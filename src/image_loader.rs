//! # Image Decoding
//!
//! Turns background image bytes into something the PDF writer can embed.
//! JPEG passes through untouched (DCTDecode); PNG is decoded to RGB with an
//! optional alpha plane for the SMask. Anything that does not start with a
//! JPEG or PNG signature is rejected before decoding.
//!
//! Also resolves local sources (data URIs, file paths, raw base64), which
//! font entries share with backgrounds.

use std::io::Cursor;

use thiserror::Error;

use crate::surface::ImageId;

#[derive(Debug, Error)]
pub enum ImageError {
    #[error("invalid data URI: missing ',' separator")]
    MalformedDataUri,
    #[error("base64 decode failed: {0}")]
    Base64(#[from] base64::DecodeError),
    #[error("cannot read '{path}': {source}")]
    Io {
        path: String,
        #[source]
        source: std::io::Error,
    },
    #[error("unsupported image format (expected a JPEG or PNG signature)")]
    UnknownSignature,
    #[error("image decode failed: {0}")]
    Decode(#[from] image::ImageError),
}

#[derive(Debug, Clone, Copy, PartialEq, Eq)]
pub enum ImageFormat {
    Jpeg,
    Png,
}

/// Identify the format from the leading signature bytes.
pub fn sniff_format(data: &[u8]) -> Option<ImageFormat> {
    if data.starts_with(&[0xFF, 0xD8, 0xFF]) {
        Some(ImageFormat::Jpeg)
    } else if data.starts_with(&[0x89, b'P', b'N', b'G', 0x0D, 0x0A, 0x1A, 0x0A]) {
        Some(ImageFormat::Png)
    } else {
        None
    }
}

/// An image ready for embedding.
#[derive(Debug, Clone)]
pub struct LoadedImage {
    pub pixels: PixelData,
    pub width_px: u32,
    pub height_px: u32,
}

#[derive(Debug, Clone)]
pub enum PixelData {
    /// Original JPEG stream, embedded as-is.
    Jpeg { data: Vec<u8>, gray: bool },
    /// `width * height * 3` RGB bytes plus an alpha plane when any pixel is
    /// not fully opaque.
    Rgb { rgb: Vec<u8>, alpha: Option<Vec<u8>> },
}

/// Resolve a local source to raw bytes.
///
/// Accepts `data:<mime>;base64,<payload>`, paths starting with `/`, `./` or
/// `../`, and bare base64. Other strings containing `/` are treated as
/// base64, since base64 payloads contain slashes too.
pub fn read_source_bytes(src: &str) -> Result<Vec<u8>, ImageError> {
    if let Some(rest) = src.strip_prefix("data:") {
        let (_, payload) = rest.split_once(',').ok_or(ImageError::MalformedDataUri)?;
        return decode_base64(payload);
    }
    if src.starts_with('/') || src.starts_with("./") || src.starts_with("../") {
        return std::fs::read(src).map_err(|source| ImageError::Io {
            path: src.to_string(),
            source,
        });
    }
    decode_base64(src)
}

fn decode_base64(input: &str) -> Result<Vec<u8>, ImageError> {
    use base64::Engine;
    let cleaned: String = input.chars().filter(|c| !c.is_whitespace()).collect();
    Ok(base64::engine::general_purpose::STANDARD.decode(cleaned)?)
}

/// Decode image bytes after checking their signature.
pub fn decode_image(data: Vec<u8>) -> Result<LoadedImage, ImageError> {
    match sniff_format(&data).ok_or(ImageError::UnknownSignature)? {
        ImageFormat::Jpeg => {
            let (width_px, height_px) = image::io::Reader::with_format(
                Cursor::new(&data),
                image::ImageFormat::Jpeg,
            )
            .into_dimensions()?;
            let gray = jpeg_component_count(&data) == Some(1);
            Ok(LoadedImage {
                pixels: PixelData::Jpeg { data, gray },
                width_px,
                height_px,
            })
        }
        ImageFormat::Png => {
            let decoded =
                image::io::Reader::with_format(Cursor::new(&data), image::ImageFormat::Png)
                    .decode()?
                    .to_rgba8();
            let (width_px, height_px) = decoded.dimensions();
            let mut rgb = Vec::with_capacity(decoded.len() / 4 * 3);
            let mut alpha = Vec::with_capacity(decoded.len() / 4);
            for px in decoded.pixels() {
                rgb.extend_from_slice(&px.0[..3]);
                alpha.push(px.0[3]);
            }
            let alpha = alpha.iter().any(|&a| a != 255).then_some(alpha);
            Ok(LoadedImage {
                pixels: PixelData::Rgb { rgb, alpha },
                width_px,
                height_px,
            })
        }
    }
}

/// Number of colour components declared by the first SOF segment.
fn jpeg_component_count(data: &[u8]) -> Option<u8> {
    let mut i = 2;
    while i + 3 < data.len() && data[i] == 0xFF {
        let marker = data[i + 1];
        if matches!(marker, 0xC0..=0xC3 | 0xC5..=0xC7 | 0xC9..=0xCB | 0xCD..=0xCF) {
            return data.get(i + 9).copied();
        }
        let len = u16::from_be_bytes([data[i + 2], data[i + 3]]) as usize;
        i += 2 + len;
    }
    None
}

/// Images used by one document, each stored once.
///
/// Pages refer to entries by [`ImageId`]; the writer emits one XObject per
/// entry no matter how many pages draw it.
#[derive(Debug, Clone, Default)]
pub struct ImageTable {
    entries: Vec<(String, LoadedImage)>,
}

impl ImageTable {
    pub fn new() -> Self {
        Self::default()
    }

    /// Add an image under `key`, or return the id it already has.
    pub fn insert(&mut self, key: &str, image: LoadedImage) -> ImageId {
        if let Some(pos) = self.entries.iter().position(|(k, _)| k == key) {
            return ImageId(pos);
        }
        self.entries.push((key.to_string(), image));
        ImageId(self.entries.len() - 1)
    }

    pub fn get(&self, id: ImageId) -> Option<&LoadedImage> {
        self.entries.get(id.0).map(|(_, img)| img)
    }
}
____________________
» To do:
Go to the line with "raw base64), which" in the entries above and repeat every line from there through the line with "leading signature bytes.", exactly and with no other text.

» Answer section:
//! Also resolves local sources (data URIs, file paths, raw base64), which
//! font entries share with backgrounds.

use std::io::Cursor;

use thiserror::Error;

use crate::surface::ImageId;

#[derive(Debug, Error)]
pub enum ImageError {
    #[error("invalid data URI: missing ',' separator")]
    MalformedDataUri,
    #[error("base64 decode failed: {0}")]
    Base64(#[from] base64::DecodeError),
    #[error("cannot read '{path}': {source}")]
    Io {
        path: String,
        #[source]
        source: std::io::Error,
    },
    #[error("unsupported image format (expected a JPEG or PNG signature)")]
    UnknownSignature,
    #[error("image decode failed: {0}")]
    Decode(#[from] image::ImageError),
}

#[derive(Debug, Clone, Copy, PartialEq, Eq)]
pub enum ImageFormat {
    Jpeg,
    Png,
}

/// Identify the format from the leading signature bytes.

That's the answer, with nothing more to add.